Here’s an excerpt of Sir Ken Robinson’s discussion of our current educational crisis and what he believes are key points of inquiry.        http://bit.ly/EduNOW

My Career in the Arts or How the Sugar Plum Fairy Changed my Life

My mother took me to see the Nutcracker at the Colorado Ballet when I was five. I think this is a pretty common rite of passage for most little girls growing up. But for me, it was more than a holiday tradition-it was the inspiration of a life-long dream.

I don’t remember a whole lot about that first show. It is a beautiful blur of color and movement in my mind, fairy tale magic come to life, so close I could almost touch it. But the sense of absolute fascination that being there inspired, of connecting completely to another world, is a feeling that I never wanted to let go of-and I never have!

I’m a lighting designer. I make magic happen. I transform a black box full of people and objects into another universe.
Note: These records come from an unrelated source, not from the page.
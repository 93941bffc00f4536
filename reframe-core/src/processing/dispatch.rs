// ============================================================================
// reframe-core/src/processing/dispatch.rs
// ============================================================================
//
// DISPATCH ENGINE: Bounded Fan-Out of Frame Tasks
//
// One task per frame path runs on a dedicated rayon pool sized by the
// configured thread budget. Each task hands a single-element batch to the
// processor's batch function. Tasks are isolated from each other:
// - a batch function reports its own read/transform failures in BatchReport
// - a panic is caught at the task boundary and recorded as a failed frame
// - a cancelled token makes every task that has not started yet a no-op
//
// The call returns only after every task has settled, so assembly can never
// observe a half-processed frame set.

use std::fmt;
use std::panic::{self, AssertUnwindSafe};
use std::path::{Path, PathBuf};

use rayon::prelude::*;

use crate::error::{CoreError, CoreResult};
use crate::processors::BatchReport;
use crate::progress::{CancellationToken, ProgressState};

// ============================================================================
// TASK RESULTS
// ============================================================================

/// How a single frame task ended.
#[derive(Debug, Clone, PartialEq, Eq)]
pub enum TaskOutcome {
    /// The batch function returned; failures inside it are in the report.
    Completed(BatchReport),
    /// The batch function panicked.
    Panicked(String),
    /// Skipped because cancellation was requested before it started.
    Cancelled,
}

/// Aggregate of every task in one dispatch.
#[derive(Debug, Clone, Copy, Default, PartialEq, Eq)]
pub struct DispatchSummary {
    pub total_tasks: usize,
    pub completed_tasks: usize,
    pub failed_tasks: usize,
    pub cancelled_tasks: usize,
    pub processed_frames: usize,
    pub failed_frames: usize,
}

impl DispatchSummary {
    /// Folds per-task outcomes into a summary.
    pub fn from_outcomes(outcomes: &[TaskOutcome]) -> Self {
        let mut summary = Self {
            total_tasks: outcomes.len(),
            ..Self::default()
        };
        for outcome in outcomes {
            match outcome {
                TaskOutcome::Completed(report) => {
                    summary.completed_tasks += 1;
                    summary.processed_frames += report.processed;
                    summary.failed_frames += report.failed;
                }
                TaskOutcome::Panicked(_) => {
                    summary.failed_tasks += 1;
                    summary.failed_frames += 1;
                }
                TaskOutcome::Cancelled => summary.cancelled_tasks += 1,
            }
        }
        summary
    }

    /// Tasks that ran to an end, successful or not.
    pub fn settled_tasks(&self) -> usize {
        self.completed_tasks + self.failed_tasks
    }

    /// Failed frames over all frames dispatched. Zero for an empty dispatch.
    pub fn failure_ratio(&self) -> f64 {
        if self.total_tasks == 0 {
            return 0.0;
        }
        self.failed_frames as f64 / self.total_tasks as f64
    }

    pub fn was_cancelled(&self) -> bool {
        self.cancelled_tasks > 0
    }
}

impl fmt::Display for DispatchSummary {
    fn fmt(&self, f: &mut fmt::Formatter<'_>) -> fmt::Result {
        write!(
            f,
            "{} frames processed, {} failed, {} cancelled ({} tasks)",
            self.processed_frames, self.failed_frames, self.cancelled_tasks, self.total_tasks
        )
    }
}

// ============================================================================
// DISPATCH
// ============================================================================

fn panic_message(payload: &(dyn std::any::Any + Send)) -> String {
    if let Some(message) = payload.downcast_ref::<&str>() {
        (*message).to_string()
    } else if let Some(message) = payload.downcast_ref::<String>() {
        message.clone()
    } else {
        "unknown panic payload".to_string()
    }
}

fn run_task<F>(
    source: Option<&Path>,
    frame_path: &PathBuf,
    batch_fn: &F,
    progress: &ProgressState,
    cancel: &CancellationToken,
) -> TaskOutcome
where
    F: Fn(Option<&Path>, &[PathBuf], &ProgressState) -> BatchReport + Sync,
{
    if cancel.is_cancelled() {
        return TaskOutcome::Cancelled;
    }

    let batch = std::slice::from_ref(frame_path);
    let outcome = match panic::catch_unwind(AssertUnwindSafe(|| batch_fn(source, batch, progress))) {
        Ok(report) => TaskOutcome::Completed(report),
        Err(payload) => {
            let message = panic_message(payload.as_ref());
            log::error!("Frame task for {} panicked: {}", frame_path.display(), message);
            TaskOutcome::Panicked(message)
        }
    };
    progress.advance();
    outcome
}

/// Applies `batch_fn` to every frame in `frame_paths` on a pool of `threads`
/// workers and waits for all of them.
///
/// Frame failures never fail the call; they are counted in the returned
/// summary. The only error is failing to build the pool. `progress` is
/// advanced once for every task that ran, whether it succeeded or not.
pub fn process_video_frames<F>(
    source: Option<&Path>,
    frame_paths: &[PathBuf],
    batch_fn: F,
    progress: &ProgressState,
    threads: usize,
    cancel: &CancellationToken,
) -> CoreResult<DispatchSummary>
where
    F: Fn(Option<&Path>, &[PathBuf], &ProgressState) -> BatchReport + Sync,
{
    let threads = threads.max(1);
    let pool = rayon::ThreadPoolBuilder::new()
        .num_threads(threads)
        .thread_name(|index| format!("reframe-worker-{index}"))
        .build()
        .map_err(|e| CoreError::WorkerPool(e.to_string()))?;

    log::debug!(
        "Dispatching {} frame tasks on {} worker threads",
        frame_paths.len(),
        threads
    );

    let outcomes: Vec<TaskOutcome> = pool.install(|| {
        frame_paths
            .par_iter()
            .map(|path| run_task(source, path, &batch_fn, progress, cancel))
            .collect()
    });

    let summary = DispatchSummary::from_outcomes(&outcomes);
    log::debug!("Dispatch finished: {summary}");
    Ok(summary)
}

#[cfg(test)]
mod tests {
    use super::*;

    #[test]
    fn test_summary_from_outcomes() {
        let outcomes = vec![
            TaskOutcome::Completed(BatchReport { processed: 1, failed: 0 }),
            TaskOutcome::Completed(BatchReport { processed: 0, failed: 1 }),
            TaskOutcome::Panicked("boom".to_string()),
            TaskOutcome::Cancelled,
        ];
        let summary = DispatchSummary::from_outcomes(&outcomes);
        assert_eq!(summary.total_tasks, 4);
        assert_eq!(summary.completed_tasks, 2);
        assert_eq!(summary.failed_tasks, 1);
        assert_eq!(summary.cancelled_tasks, 1);
        assert_eq!(summary.processed_frames, 1);
        assert_eq!(summary.failed_frames, 2);
        assert_eq!(summary.settled_tasks(), 3);
        assert!((summary.failure_ratio() - 0.5).abs() < f64::EPSILON);
        assert!(summary.was_cancelled());
    }

    #[test]
    fn test_empty_dispatch() {
        let summary = process_video_frames(
            None,
            &[],
            |_, _, _| BatchReport::default(),
            &ProgressState::hidden(0),
            2,
            &CancellationToken::new(),
        )
        .unwrap();
        assert_eq!(summary, DispatchSummary::default());
        assert_eq!(summary.failure_ratio(), 0.0);
    }

    #[test]
    fn test_panic_message_variants() {
        let owned: Box<dyn std::any::Any + Send> = Box::new(String::from("owned"));
        let borrowed: Box<dyn std::any::Any + Send> = Box::new("borrowed");
        let other: Box<dyn std::any::Any + Send> = Box::new(7_u8);
        assert_eq!(panic_message(owned.as_ref()), "owned");
        assert_eq!(panic_message(borrowed.as_ref()), "borrowed");
        assert_eq!(panic_message(other.as_ref()), "unknown panic payload");
    }
}
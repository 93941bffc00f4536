//! Formatting helpers for reports and log lines.

use std::path::Path;

/// Formats seconds as HH:MM:SS (e.g., 3725.0 -> "01:02:05"). Returns "??:??:??" for invalid inputs.
#[must_use]
pub fn format_duration(seconds: f64) -> String {
    if seconds < 0.0 || !seconds.is_finite() {
        return "??:??:??".to_string();
    }

    let total_seconds = seconds as u64;
    let hours = total_seconds / 3600;
    let minutes = (total_seconds % 3600) / 60;
    let secs = total_seconds % 60;
    format!("{hours:02}:{minutes:02}:{secs:02}")
}

/// File name of `path` for display, or the whole path if it has none.
#[must_use]
pub fn display_name(path: &Path) -> String {
    path.file_name()
        .map(|name| name.to_string_lossy().into_owned())
        .unwrap_or_else(|| path.display().to_string())
}

#[cfg(test)]
mod tests {
    use super::*;

    #[test]
    fn test_format_duration() {
        assert_eq!(format_duration(0.0), "00:00:00");
        assert_eq!(format_duration(3725.9), "01:02:05");
        assert_eq!(format_duration(-1.0), "??:??:??");
        assert_eq!(format_duration(f64::NAN), "??:??:??");
    }

    #[test]
    fn test_display_name() {
        assert_eq!(display_name(Path::new("/videos/temp/clip/0001.png")), "0001.png");
        assert_eq!(display_name(Path::new("/")), "/");
    }
}
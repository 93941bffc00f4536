//! Media kind detection.
//!
//! Targets are classified by extension (case-insensitive). `is_image` and
//! `is_video` additionally require the path to be an existing file.

use std::path::Path;

/// Extensions treated as still images.
pub const IMAGE_EXTENSIONS: &[&str] = &["jpg", "jpeg", "png", "bmp", "tiff", "webp"];

/// Extensions treated as videos.
pub const VIDEO_EXTENSIONS: &[&str] = &["mp4", "avi", "mov", "mkv", "webm", "flv"];

/// What kind of media a target is.
#[derive(Debug, Clone, Copy, PartialEq, Eq)]
pub enum MediaKind {
    Image,
    Video,
}

fn extension_in(path: &Path, allowed: &[&str]) -> bool {
    path.extension()
        .and_then(|ext| ext.to_str())
        .is_some_and(|ext| allowed.iter().any(|a| ext.eq_ignore_ascii_case(a)))
}

/// True if `path` has an image extension. Does not touch the filesystem.
#[must_use]
pub fn has_image_extension(path: &Path) -> bool {
    extension_in(path, IMAGE_EXTENSIONS)
}

/// True if `path` is an existing file with an image extension.
#[must_use]
pub fn is_image(path: &Path) -> bool {
    path.is_file() && has_image_extension(path)
}

/// True if `path` is an existing file with a video extension.
#[must_use]
pub fn is_video(path: &Path) -> bool {
    path.is_file() && extension_in(path, VIDEO_EXTENSIONS)
}

/// Classifies an existing target, or `None` if it is neither.
pub fn media_kind(path: &Path) -> Option<MediaKind> {
    if is_image(path) {
        Some(MediaKind::Image)
    } else if is_video(path) {
        Some(MediaKind::Video)
    } else {
        None
    }
}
And what’s more, I get paid to do it! I bring home a paycheck for making Peter Pan fly, for strobing the lights during a Black Eyes Peas show, for gently revealing Odette in a pond covered in mist. I have the coolest job in the world, a job most people think you have to win the lottery to land. And I have it because my mom realized the importance of exposing her kids to the arts at an early age.

I think there’s a common feeling in our world today that the arts and arts education are expendable. Having come from an entire life filled with them, I can’t think of words powerful enough to stress what a difference they made for me.
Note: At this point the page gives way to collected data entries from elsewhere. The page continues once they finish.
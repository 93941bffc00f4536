//! Output finalization.

use std::fs;
use std::io;
use std::path::{Path, PathBuf};

use crate::error::{CoreError, CoreResult};
use crate::temp_files::TempWorkspace;

/// Moves the assembled temporary video of `target` to `output`, replacing
/// any existing file there.
///
/// Fails with `MissingIntermediate` if the temporary video was never
/// produced. Falls back to copy-and-delete when a rename is not possible,
/// e.g. across filesystems.
pub fn move_temp(target: &Path, output: &Path) -> CoreResult<()> {
    let temp_output = TempWorkspace::for_target(target).temp_output_path();
    if !temp_output.is_file() {
        return Err(CoreError::MissingIntermediate(temp_output));
    }

    match fs::remove_file(output) {
        Ok(()) => log::debug!("Replaced existing output {}", output.display()),
        Err(e) if e.kind() == io::ErrorKind::NotFound => {}
        Err(e) => return Err(e.into()),
    }

    if let Err(e) = fs::rename(&temp_output, output) {
        log::debug!(
            "Rename of {} failed ({e}), copying instead",
            temp_output.display()
        );
        fs::copy(&temp_output, output)?;
        fs::remove_file(&temp_output)?;
    }
    Ok(())
}

/// True if `a` and `b` name the same existing file, through links and
/// relative components. Paths that cannot be resolved are never the same.
pub fn is_same_file(a: &Path, b: &Path) -> bool {
    match (fs::canonicalize(a), fs::canonicalize(b)) {
        (Ok(a), Ok(b)) => a == b,
        _ => false,
    }
}

/// Resolves the final output path for a job.
///
/// When `output` is an existing directory and both a source and a target are
/// known, the file name becomes `{source stem}-{target stem}{target ext}`
/// inside it. Otherwise `output` is returned unchanged.
pub fn normalize_output_path(source: Option<&Path>, target: &Path, output: &Path) -> PathBuf {
    let Some(source) = source else {
        return output.to_path_buf();
    };
    if source.as_os_str().is_empty() || target.as_os_str().is_empty() || !output.is_dir() {
        return output.to_path_buf();
    }

    let source_stem = source.file_stem().unwrap_or_default().to_string_lossy();
    let target_stem = target.file_stem().unwrap_or_default().to_string_lossy();
    let extension = target
        .extension()
        .map(|ext| format!(".{}", ext.to_string_lossy()))
        .unwrap_or_default();

    output.join(format!("{source_stem}-{target_stem}{extension}"))
}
After seeing the Nutcracker, my mom enrolled me in ballet and tap. It didn’t take many weeks of seeing how flexible and graceful the other little girls were before I knew that I wouldn’t be a ballerina. But I got some great exercise. I learned about poise and confidence in front of strangers and I was exposed to classical music.

A few years later, my mom took me to see a production of Brigadoon at the local high school. I was mesmerized and insisted on taking acting classes. Again, a lack of natural ability dampened my dreams of being a movie star, but in acting class I learned diction and public speaking, and I became obsessed with Shakespeare.

Since Brigadoon was a musical, when acting didn’t pan out I naturally turned to music. Months of voice and piano lessons ended in a tearful recital where I discovered terminal stage fright. But I learned music theory, rhythm, timing. I picked up a smattering of Italian and French from singing opera. I could intelligently reference Chopin or Wagner or Andrew Lloyd Webber.

When I got to high school, all of these things served an amazing end. I could give a speech in class without uhm-ing. I breezed my way through AP English because I had already read King Lear. I wrote inspired papers about how wars and advances in technology changed the landscape of literature and popular music.

But best of all, in that same theatre where I saw Brigadoon when I was younger, I took an amazing class. Technical theatre class! At last a venue for artistic freedom that didn’t require innate physical talent! My work, my feelings, my expression could reach thousands of people—and I didn’t have to actually appear on stage!

I was hooked. Theatre took over my whole life. When my friends were at each other’s houses after school, experimenting things that would make any parent cringe, I was in rehearsal. I knew that if I missed a rehearsal, I wouldn’t be allowed to work on the show, so I wasn’t ever really tempted to be anywhere else. I learned discipline, commitment and the value of putting hard work into something you love to make it the best that you possibly can. Theatre kept me out of trouble and on track to follow my dreams.

Being exposed to the arts when I was a child irrevocably changed my life and in the best possible way. I have a Master’s degree in drama. I have a job that I truly love, working with amazing people and expressing my deepest feeling and thoughts in a creative and constructive venue.

And I’m a lighting designer for the Colorado Ballet. Every year, I get to see the Nutcracker-the same Nutcracker that inspired my life’s journey when I was five-for free.